Vogler looked up from his notebook, nodded encouragement.

“It was Christmas Day. I knew I was getting a new bicycle for Christmas, so I got up real early to take it out for an inaugural spin. I was up by the sheep cotes when I saw one of the breeding rams coming toward me down the lane. Now I knew it shouldn’t have been out that early in the morning, on account of the wild dogs, so I decided to lead the ram back to the pen, maybe get an attaboy, if not from the Guv, then from Mr. Utney, the ranch foreman.

“But I could tell right off that something was wrong. The ram was wobbling with every step, as if it were drunk, and its chest was stained reddish pink, like somebody had dyed it or something. When I got closer, I could see what had happened.
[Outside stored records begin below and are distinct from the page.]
//! Response frame classification.
//!
//! The gateway interleaves human-readable prefixes before the JSON body on
//! error and transaction replies, and sometimes returns nothing at all.
//! [`parse_frame`] normalizes every reply shape into a JSON object the
//! higher layers can introspect uniformly. Status and result frames are
//! heterogeneous, sparse, and change with PED firmware, so there is no
//! closed schema; the accessors below do optional, multi-spelling field
//! lookups over the dynamic tree.

use serde_json::{json, Map, Value};
use tracing::warn;

// ---------------------------------------------------------------------------
// Parsing
// ---------------------------------------------------------------------------

/// Classify and normalize a raw gateway reply into a JSON object.
///
/// Rules, in order: empty/whitespace becomes `{}`; a leading `error` token
/// yields the embedded object when one parses, `{error: raw}` otherwise; a
/// leading `transaction` token is stripped up to the first `{`; anything
/// left is parsed as a JSON object, falling back to `{parseError, raw}`.
pub fn parse_frame(raw: &str) -> Value {
    let trimmed = raw.trim();
    if trimmed.is_empty() {
        return Value::Object(Map::new());
    }

    if leading_token_is(trimmed, "error") {
        warn!(payload = %trimmed, "PED replied with an error frame");
        return match trimmed.find('{') {
            Some(pos) => match parse_object(&trimmed[pos..]) {
                Ok(frame) => frame,
                Err(message) => json!({ "error": trimmed, "parseError": message }),
            },
            None => json!({ "error": trimmed }),
        };
    }

    let body = if leading_token_is(trimmed, "transaction") {
        match trimmed.find('{') {
            Some(pos) => &trimmed[pos..],
            None => trimmed,
        }
    } else {
        trimmed
    };

    match parse_object(body) {
        Ok(frame) => frame,
        Err(message) => json!({ "parseError": message, "raw": raw }),
    }
}

fn leading_token_is(text: &str, token: &str) -> bool {
    text.split_whitespace().next() == Some(token)
}

fn parse_object(text: &str) -> Result<Value, String> {
    match serde_json::from_str::<Value>(text) {
        Ok(value @ Value::Object(_)) => Ok(value),
        Ok(_) => Err("reply is valid JSON but not an object".to_string()),
        Err(e) => Err(e.to_string()),
    }
}

// ---------------------------------------------------------------------------
// Field accessors
// ---------------------------------------------------------------------------

/// First string value found under any of `keys`.
pub fn field_str<'a>(frame: &'a Value, keys: &[&str]) -> Option<&'a str> {
    keys.iter().find_map(|key| frame.get(*key).and_then(Value::as_str))
}

/// First boolean value found under any of `keys`.
pub fn field_bool(frame: &Value, keys: &[&str]) -> Option<bool> {
    keys.iter().find_map(|key| frame.get(*key).and_then(Value::as_bool))
}

/// True for `{}` and for anything that is not an object at all.
pub fn frame_is_empty(frame: &Value) -> bool {
    frame.as_object().map(Map::is_empty).unwrap_or(true)
}

// ---------------------------------------------------------------------------
// Tests
// ---------------------------------------------------------------------------

#[cfg(test)]
mod tests {
    use super::*;

    #[test]
    fn test_empty_and_whitespace_become_empty_object() {
        assert_eq!(parse_frame(""), json!({}));
        assert_eq!(parse_frame("   \r\n"), json!({}));
    }

    #[test]
    fn test_error_prefix_with_embedded_object() {
        assert_eq!(parse_frame("error {\"x\":1}"), json!({"x": 1}));
    }

    #[test]
    fn test_error_prefix_without_object() {
        assert_eq!(parse_frame("error oops"), json!({"error": "error oops"}));
    }

    #[test]
    fn test_error_prefix_with_broken_object() {
        let frame = parse_frame("error {\"x\":");
        assert_eq!(frame["error"], "error {\"x\":");
        assert!(frame["parseError"].as_str().is_some());
    }

    #[test]
    fn test_transaction_prefix_is_stripped() {
        assert_eq!(parse_frame("transaction {\"y\":2}"), json!({"y": 2}));
    }

    #[test]
    fn test_plain_object_passes_through() {
        assert_eq!(parse_frame("{\"z\":3}"), json!({"z": 3}));
    }

    #[test]
    fn test_unparseable_reply_keeps_raw() {
        let frame = parse_frame("garbage <>");
        assert!(frame["parseError"].as_str().is_some());
        assert_eq!(frame["raw"], "garbage <>");
    }

    #[test]
    fn test_non_object_json_is_a_parse_failure() {
        let frame = parse_frame("42");
        assert!(frame["parseError"].as_str().is_some());
        assert_eq!(frame["raw"], "42");
    }

    #[test]
    fn test_field_str_accepts_either_spelling() {
        let frame = json!({"sourceId": "20240101000000001"});
        assert_eq!(
            field_str(&frame, &["sourceid", "sourceId"]),
            Some("20240101000000001")
        );
        let frame = json!({"sourceid": "20240101000000002"});
        assert_eq!(
            field_str(&frame, &["sourceid", "sourceId"]),
            Some("20240101000000002")
        );
    }

    #[test]
    fn test_field_bool_ignores_wrong_types() {
        let frame = json!({"complete": "true"});
        assert_eq!(field_bool(&frame, &["complete"]), None);
        let frame = json!({"complete": true});
        assert_eq!(field_bool(&frame, &["complete"]), Some(true));
    }

    #[test]
    fn test_frame_is_empty() {
        assert!(frame_is_empty(&json!({})));
        assert!(frame_is_empty(&json!(null)));
        assert!(!frame_is_empty(&json!({"inProgress": true})));
    }
}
How it had gotten out, whether the shepherd screwed up or there was a hole in the fence, I never found out, but it had, and the wild dogs had ripped its throat open.

“I froze, couldn’t have taken a step if my bumsie was on fire, but the ram just kept coming, wobbling from side to side, its head hanging low, those big brown eyes staring directly into mine. Then, when it was only a couple feet away, its forelegs buckled, as if it were kowtowing to me, but its eyes never left mine, even when it toppled forward into the dirt.

“And when I say never, I mean never. Because ever since that night, those eyes have been popping up regularly in my dreams in one form or another. Sometimes they’re where they belong, in the ram’s face, and sometimes they’re completely disembodied, which is spooky enough, but in the worst nightmares of all, they’re in a human face—those are the ones that wake me screaming, nine times out of ten.”